PraisonAI, the open-source multi-agent framework built by Mervin Praison, disclosed two critical remote code execution vulnerabilities on April 8, 2026, and patched both the same day. Neither represents an active threat to teams running current releases. Together, they expose two distinct attack surfaces that any team running PraisonAI agents in production needs to understand.

CVE-2026-39888: Sandbox Escape via Exception Frame Traversal (CVSS 9.9)

The more severe of the two flaws, CVE-2026-39888, allows an attacker to escape PraisonAI’s Python code execution sandbox entirely.

The execute_code() function in praisonaiagents.tools.python_tools defaults to sandbox_mode="sandbox", which runs user code in a subprocess with a restricted __builtins__ dictionary and an AST-based blocklist. The problem: the blocklist applied inside the subprocess wrapper contains only 11 attribute names, according to the GitLab Advisory Database. The direct-execution path blocks over 30. Four attributes critical for frame traversal, __traceback__, tb_frame, f_back, and f_builtins, are absent from the subprocess blocklist entirely.
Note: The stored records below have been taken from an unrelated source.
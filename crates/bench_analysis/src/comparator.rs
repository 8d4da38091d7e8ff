//! Per-variant complexity estimation.

use crate::catalog::{VariantCatalog, VariantId};
use crate::layout::MeasurementSource;
use bench_core::types::{ContractDirection, OptionStyle};
use bench_core::{AnalysisError, ComplexityEstimator, ComplexityFit, LoadError, MeasurementRecord};
use std::collections::BTreeMap;
use tracing::{info, warn};

/// Outcome of fitting one variant.
#[derive(Debug, Clone, PartialEq)]
pub struct VariantReport {
    /// Variant the outcome belongs to
    pub variant: VariantId,
    /// Fit, or why the variant has none
    pub outcome: Result<ComplexityFit, AnalysisError>,
}

impl VariantReport {
    /// True when the variant was fitted
    pub fn is_ok(&self) -> bool {
        self.outcome.is_ok()
    }

    /// `"<label> complexity: a = …, h = …"` or
    /// `"<label> complexity: unavailable (<kind>: <error>)"`
    pub fn line(&self) -> String {
        match &self.outcome {
            Ok(fit) => format!("{} complexity: {}", self.variant.report_label(), fit),
            Err(err) => format!(
                "{} complexity: unavailable ({}: {})",
                self.variant.report_label(),
                err.kind(),
                err
            ),
        }
    }
}

/// Measurement records of every file a catalog needs, each loaded once.
///
/// A failed load is kept as its error so every variant reading that file
/// reports the same cause.
#[derive(Debug, Clone, Default)]
pub struct MeasurementSet {
    records: BTreeMap<(ContractDirection, OptionStyle), Result<MeasurementRecord, LoadError>>,
}

impl MeasurementSet {
    /// Load every file `catalog` needs through `source`, once each
    pub fn load<S: MeasurementSource + ?Sized>(source: &S, catalog: &VariantCatalog) -> Self {
        let mut records = BTreeMap::new();
        for (direction, style) in catalog.files() {
            let result = source.load(direction, style);
            if let Err(err) = &result {
                warn!(%direction, %style, error = %err, "Measurement file unavailable");
            }
            records.insert((direction, style), result);
        }
        Self { records }
    }

    /// Load result of one file, `None` if the catalog did not need it
    pub fn get(
        &self,
        direction: ContractDirection,
        style: OptionStyle,
    ) -> Option<&Result<MeasurementRecord, LoadError>> {
        self.records.get(&(direction, style))
    }

    /// Successfully loaded record, if any
    pub fn record(&self, direction: ContractDirection, style: OptionStyle) -> Option<&MeasurementRecord> {
        self.get(direction, style).and_then(|r| r.as_ref().ok())
    }

    /// True when at least one file of `direction` loaded
    pub fn has_direction(&self, direction: ContractDirection) -> bool {
        self.records
            .iter()
            .any(|((d, _), r)| *d == direction && r.is_ok())
    }
}

/// Fits every catalog variant independently.
#[derive(Debug, Clone)]
pub struct BenchmarkComparator {
    catalog: VariantCatalog,
    estimator: ComplexityEstimator,
}

impl BenchmarkComparator {
    /// Comparator over `catalog`, fitting with `estimator`
    pub fn new(catalog: VariantCatalog, estimator: ComplexityEstimator) -> Self {
        Self { catalog, estimator }
    }

    /// Variants in report order
    pub fn catalog(&self) -> &VariantCatalog {
        &self.catalog
    }

    /// Load every measurement file once, then fit each variant.
    pub fn run<S: MeasurementSource + ?Sized>(&self, source: &S) -> Vec<VariantReport> {
        let set = MeasurementSet::load(source, &self.catalog);
        self.evaluate(&set)
    }

    /// Fit each variant from already loaded records, in catalog order.
    pub fn evaluate(&self, set: &MeasurementSet) -> Vec<VariantReport> {
        self.catalog
            .iter()
            .map(|&variant| {
                let outcome = self.fit_variant(set, variant);
                match &outcome {
                    Ok(fit) => info!(
                        variant = %variant,
                        scale = fit.scale,
                        exponent = fit.exponent,
                        "Fitted complexity"
                    ),
                    Err(err) => warn!(variant = %variant, kind = %err.kind(), "Variant skipped"),
                }
                VariantReport { variant, outcome }
            })
            .collect()
    }

    fn fit_variant(
        &self,
        set: &MeasurementSet,
        variant: VariantId,
    ) -> Result<ComplexityFit, AnalysisError> {
        let record = match set.get(variant.direction, variant.style) {
            Some(Ok(record)) => record,
            Some(Err(err)) => return Err(err.clone().into()),
            // Set loaded for a different catalog
            None => return Err(AnalysisError::Load(LoadError::not_found(format!(
                "{}_style_{}",
                variant.direction.name(),
                variant.style.code()
            )))),
        };

        let fit = self.estimator.fit(
            record.sample_counts(),
            record.values(variant.method, variant.statistic),
        )?;
        Ok(fit)
    }
}

#[cfg(test)]
mod tests {
    use super::*;
    use approx::assert_relative_eq;
    use bench_core::types::{SimulationMethod, Statistic};
    use bench_core::ErrorKind;
    use std::cell::RefCell;

    /// In-memory source counting how often each file is requested.
    struct FakeSource {
        present: Vec<(ContractDirection, OptionStyle)>,
        calls: RefCell<Vec<(ContractDirection, OptionStyle)>>,
    }

    impl FakeSource {
        fn new(present: Vec<(ContractDirection, OptionStyle)>) -> Self {
            Self {
                present,
                calls: RefCell::new(Vec::new()),
            }
        }
    }

    impl MeasurementSource for FakeSource {
        fn load(
            &self,
            direction: ContractDirection,
            style: OptionStyle,
        ) -> Result<MeasurementRecord, LoadError> {
            self.calls.borrow_mut().push((direction, style));
            if !self.present.contains(&(direction, style)) {
                return Err(LoadError::not_found(format!("{}_{}", direction, style.code())));
            }
            // Euler time = 0.1 n, exact time = 0.01 n^2, errors = 1/sqrt(n)
            let n = vec![10.0, 20.0, 40.0, 80.0];
            let euler_t = n.iter().map(|x| 0.1 * x).collect();
            let exact_t = n.iter().map(|x| 0.01 * x * x).collect();
            let err: Vec<f64> = n.iter().map(|x: &f64| 1.0 / x.sqrt()).collect();
            MeasurementRecord::from_columns([n, euler_t, err.clone(), exact_t, err])
                .map_err(|e| LoadError::malformed("fake", 0, e.to_string()))
        }
    }

    #[test]
    fn test_each_file_loaded_once() {
        let source = FakeSource::new(vec![(ContractDirection::Call, OptionStyle::European)]);
        let comparator =
            BenchmarkComparator::new(VariantCatalog::standard(), ComplexityEstimator::default());
        let reports = comparator.run(&source);

        assert_eq!(reports.len(), 12);
        assert_eq!(source.calls.borrow().len(), 6);
    }

    #[test]
    fn test_fits_each_method_column() {
        let source = FakeSource::new(vec![(ContractDirection::Call, OptionStyle::European)]);
        let catalog = VariantCatalog::from_dimensions(
            &[ContractDirection::Call],
            &[OptionStyle::European],
            &SimulationMethod::ALL,
            &[Statistic::Time, Statistic::Error],
        );
        let reports = BenchmarkComparator::new(catalog, ComplexityEstimator::default()).run(&source);

        let fits: Vec<ComplexityFit> = reports
            .iter()
            .map(|r| *r.outcome.as_ref().unwrap())
            .collect();
        assert_relative_eq!(fits[0].exponent, 1.0, epsilon = 1e-12);
        assert_relative_eq!(fits[0].scale, 0.1, epsilon = 1e-12);
        assert_relative_eq!(fits[1].exponent, -0.5, epsilon = 1e-12);
        assert_relative_eq!(fits[2].exponent, 2.0, epsilon = 1e-12);
        assert_relative_eq!(fits[2].scale, 0.01, epsilon = 1e-12);
        assert_relative_eq!(fits[3].exponent, -0.5, epsilon = 1e-12);
    }

    #[test]
    fn test_missing_file_does_not_abort_siblings() {
        let source = FakeSource::new(vec![(ContractDirection::Call, OptionStyle::European)]);
        let catalog = VariantCatalog::from_dimensions(
            &[ContractDirection::Call],
            &[OptionStyle::European, OptionStyle::ArithmeticAsian],
            &[SimulationMethod::Euler],
            &[Statistic::Time],
        );
        let reports = BenchmarkComparator::new(catalog, ComplexityEstimator::default()).run(&source);

        assert_eq!(reports.len(), 2);
        assert_eq!(reports[0].variant.style, OptionStyle::European);
        assert!(reports[0].is_ok());
        assert_eq!(reports[1].variant.style, OptionStyle::ArithmeticAsian);
        assert_eq!(
            reports[1].outcome.as_ref().unwrap_err().kind(),
            ErrorKind::InputNotFound
        );
    }

    #[test]
    fn test_report_lines() {
        let variant = VariantId::new(
            ContractDirection::Call,
            OptionStyle::European,
            SimulationMethod::Euler,
            Statistic::Time,
        );
        let ok = VariantReport {
            variant,
            outcome: Ok(ComplexityFit {
                scale: 0.1,
                exponent: 1.0,
            }),
        };
        assert_eq!(
            ok.line(),
            "European Euler time complexity: a = 1.000000e-1, h = 1.0000"
        );

        let failed = VariantReport {
            variant,
            outcome: Err(LoadError::not_found("data/call_style_0_measurements.txt").into()),
        };
        assert_eq!(
            failed.line(),
            "European Euler time complexity: unavailable (InputNotFoundError: Input not found: data/call_style_0_measurements.txt)"
        );
    }

    #[test]
    fn test_has_direction() {
        let source = FakeSource::new(vec![(ContractDirection::Put, OptionStyle::GeometricAsian)]);
        let set = MeasurementSet::load(&source, &VariantCatalog::standard());
        assert!(set.has_direction(ContractDirection::Put));
        assert!(!set.has_direction(ContractDirection::Call));
        assert!(set
            .record(ContractDirection::Put, OptionStyle::GeometricAsian)
            .is_some());
    }
}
An attacker can trigger a caught exception, chain those four unblocked attributes to walk up the call stack, retrieve the real Python builtins dictionary from the subprocess wrapper frame, pull out exec, and run arbitrary code. The GitHub advisory (GHSA-qf73-2hrx-xprp) confirms the flaw was tested and verified on praisonaiagents version 1.5.113 under Python 3.10.
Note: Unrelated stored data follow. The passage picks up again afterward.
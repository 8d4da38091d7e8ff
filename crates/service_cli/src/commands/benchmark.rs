//! Benchmark command implementation
//!
//! Prints the complexity report, then draws a time plot and an error plot
//! per contract direction from the same loaded measurements.

use bench_analysis::{render_report, MeasurementSet, VariantCatalog, VariantId};
use bench_core::types::{ContractDirection, OptionStyle, SimulationMethod, Statistic};
use bench_plot::{
    AxisScale, ChartSpec, ChartStyle, ComposedChart, Marker, PlotComposer, PlotError, PlotSeries,
    StrokeStyle,
};
use tracing::{info, warn};

use super::{complexity, Figure, RunContext};
use crate::Result;

/// Time and error figures for every direction with at least one loaded file.
///
/// `params` is appended to each title as a second line. A figure that cannot
/// be composed is logged and left out; the others still render.
pub fn figures(
    catalog: &VariantCatalog,
    set: &MeasurementSet,
    params: Option<&str>,
) -> Vec<Figure> {
    let mut figures = Vec::new();
    for direction in catalog.directions() {
        if !set.has_direction(direction) {
            warn!(%direction, "No measurements loaded, skipping figures");
            continue;
        }
        let styles: Vec<OptionStyle> = catalog
            .files()
            .into_iter()
            .filter(|(d, _)| *d == direction)
            .map(|(_, s)| s)
            .collect();

        for (statistic, suffix) in [(Statistic::Time, "time_plot"), (Statistic::Error, "error_plot")] {
            let stem = format!("{}_{}", direction, suffix);
            match statistic_chart(set, direction, &styles, statistic, params) {
                Ok(chart) => figures.push(Figure { stem, chart }),
                Err(err) => warn!(figure = %stem, error = %err, "Figure skipped"),
            }
        }
    }
    figures
}

fn statistic_chart(
    set: &MeasurementSet,
    direction: ContractDirection,
    styles: &[OptionStyle],
    statistic: Statistic,
    params: Option<&str>,
) -> std::result::Result<ComposedChart, PlotError> {
    let (heading, y_label, scale) = match statistic {
        Statistic::Time => (
            format!("Time plot for {} options", direction),
            "Time elapsed",
            AxisScale::Linear,
        ),
        Statistic::Error => (
            format!("Error plot for {} option", direction),
            "Maximum pricing error",
            AxisScale::Log,
        ),
    };
    let title = match params {
        Some(params) => format!("{}\n{}", heading, params),
        None => heading,
    };

    let mut series = Vec::new();
    for &style in styles {
        let Some(record) = set.record(direction, style) else {
            continue;
        };
        for method in SimulationMethod::ALL {
            let variant = VariantId::new(direction, style, method, statistic);
            let data = record.series(method, statistic);
            if scale == AxisScale::Log && !data.xs().iter().all(|n| n.is_finite() && *n > 0.0) {
                warn!(variant = %variant, "Sample counts not positive, series left off log axis");
                continue;
            }
            series.push(
                PlotSeries::new(data, variant.label())
                    .stroke(StrokeStyle::Dashed)
                    .marker(Marker::Circle),
            );
        }
    }

    let spec = ChartSpec::new(title)
        .x_label("Number of simulations")
        .y_label(y_label)
        .x_scale(scale)
        .style(ChartStyle::benchmark());
    PlotComposer::new().compose(spec, series)
}

/// Run the benchmark command
pub fn run(ctx: &RunContext) -> Result<()> {
    let comparator = complexity::comparator(&ctx.config);
    let set = MeasurementSet::load(&complexity::layout(&ctx.config), comparator.catalog());
    let reports = comparator.evaluate(&set);
    print!("{}", render_report(&reports));

    let title = match ctx.title() {
        Ok(title) => Some(title),
        Err(err) => {
            warn!(error = %err, "Title unavailable, figure titles carry no parameters");
            None
        }
    };
    let params = title.as_ref().map(|t| t.params(&ctx.config.title));

    let figures = figures(comparator.catalog(), &set, params);
    info!(figures = figures.len(), "Rendering benchmark figures");
    ctx.emit_all(&figures)?;

    complexity::ensure_any_fit(&reports)
}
Exploitation requires no authentication and can be performed remotely over the network, according to TheHackerWire’s analysis. The fix ships in version 1.5.115.

CVE-2026-39890: YAML Deserialization RCE (CVSS 9.8)

The second vulnerability, CVE-2026-39890, targets a different component: agent definition loading.

PraisonAI’s AgentService.loadAgentFromFile method uses the js-yaml library to parse YAML files without disabling dangerous tags like !!js/function and !!js/undefined, according to the GitLab advisory. An attacker who can upload a malicious YAML agent definition file can embed arbitrary JavaScript that executes when the server parses the file. No public proof-of-concept exists at time of writing, but the attack path is straightforward: craft a YAML payload with dangerous tags, upload it to the API endpoint that accepts agent definitions, and the server executes the embedded code.

The CVSS score of 9.8 implies low or no authentication requirements. The fix ships in version 4.5.115.

Two Attack Surfaces, One Pattern

The two CVEs target completely separate components (Python sandbox vs. YAML parser) on separate codebases (praisonaiagents vs. praisonai), but they share a root cause: security controls that exist in one execution path but not another.

CVE-2026-39888’s blocklist discrepancy (11 items vs. 30+ items between subprocess and direct execution) is a textbook example of inconsistent enforcement across trust boundaries. CVE-2026-39890’s failure to disable dangerous YAML tags is a known anti-pattern that has produced critical vulnerabilities in dozens of projects over the past decade.

Who Needs to Act

Teams running PraisonAI agents in production should upgrade praisonaiagents to version 1.5.115 or later, and praisonai to version 4.5.115 or later. Anyone accepting agent definition files from external sources should treat this as an emergency patch.

For agent framework developers more broadly, the PraisonAI disclosures reinforce a pattern that has become persistent in 2026: sandbox implementations that look secure in the primary execution path often have weaker enforcement in secondary paths. Auditing the secondary paths first would have caught both of these flaws.